§ Stored data entries:
+++++

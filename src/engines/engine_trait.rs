//! Engine abstraction.
//!
//! An engine picks a move for the side to move in a `GameState` and hands back
//! its identifier, ready for `ChessGame::make_move`.

use crate::errors::ChessResult;
use crate::game_state::game_state::GameState;

#[derive(Debug, Clone, Default, PartialEq)]
pub struct EngineOutput {
    /// `None` when there is no legal move.
    pub best_move: Option<String>,
    /// Search value for the side to move, when the engine computes one.
    pub value: Option<f64>,
    pub info_lines: Vec<String>,
}

pub trait Engine {
    fn name(&self) -> &str;

    fn set_option(&mut self, _name: &str, _value: &str) -> ChessResult<()> {
        Ok(())
    }

    fn choose_move(&mut self, game_state: &GameState) -> ChessResult<EngineOutput>;
}
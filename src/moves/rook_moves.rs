use crate::game_state::board::Board;
use crate::game_state::chess_types::Piece;
use crate::moves::move_descriptions::MoveCandidate;
use crate::moves::sliding_moves::{slide_candidates, ORTHOGONAL_DIRECTIONS};

pub fn generate_rook_candidates(board: &Board, piece: &Piece, out: &mut Vec<MoveCandidate>) {
    slide_candidates(board, piece, &ORTHOGONAL_DIRECTIONS, out);
}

+++++

§ WHAT IS EXPECTED: Exactly the lines from the start of the entries through the one bearing "pub struct EngineOutput" are to be output, with both ends included.

§ ANSWER TO THE EXERCISE:
filename src/engines/engine_trait.rs
//! Engine abstraction.
//!
//! An engine picks a move for the side to move in a `GameState` and hands back
//! its identifier, ready for `ChessGame::make_move`.

use crate::errors::ChessResult;
use crate::game_state::game_state::GameState;

#[derive(Debug, Clone, Default, PartialEq)]
pub struct EngineOutput {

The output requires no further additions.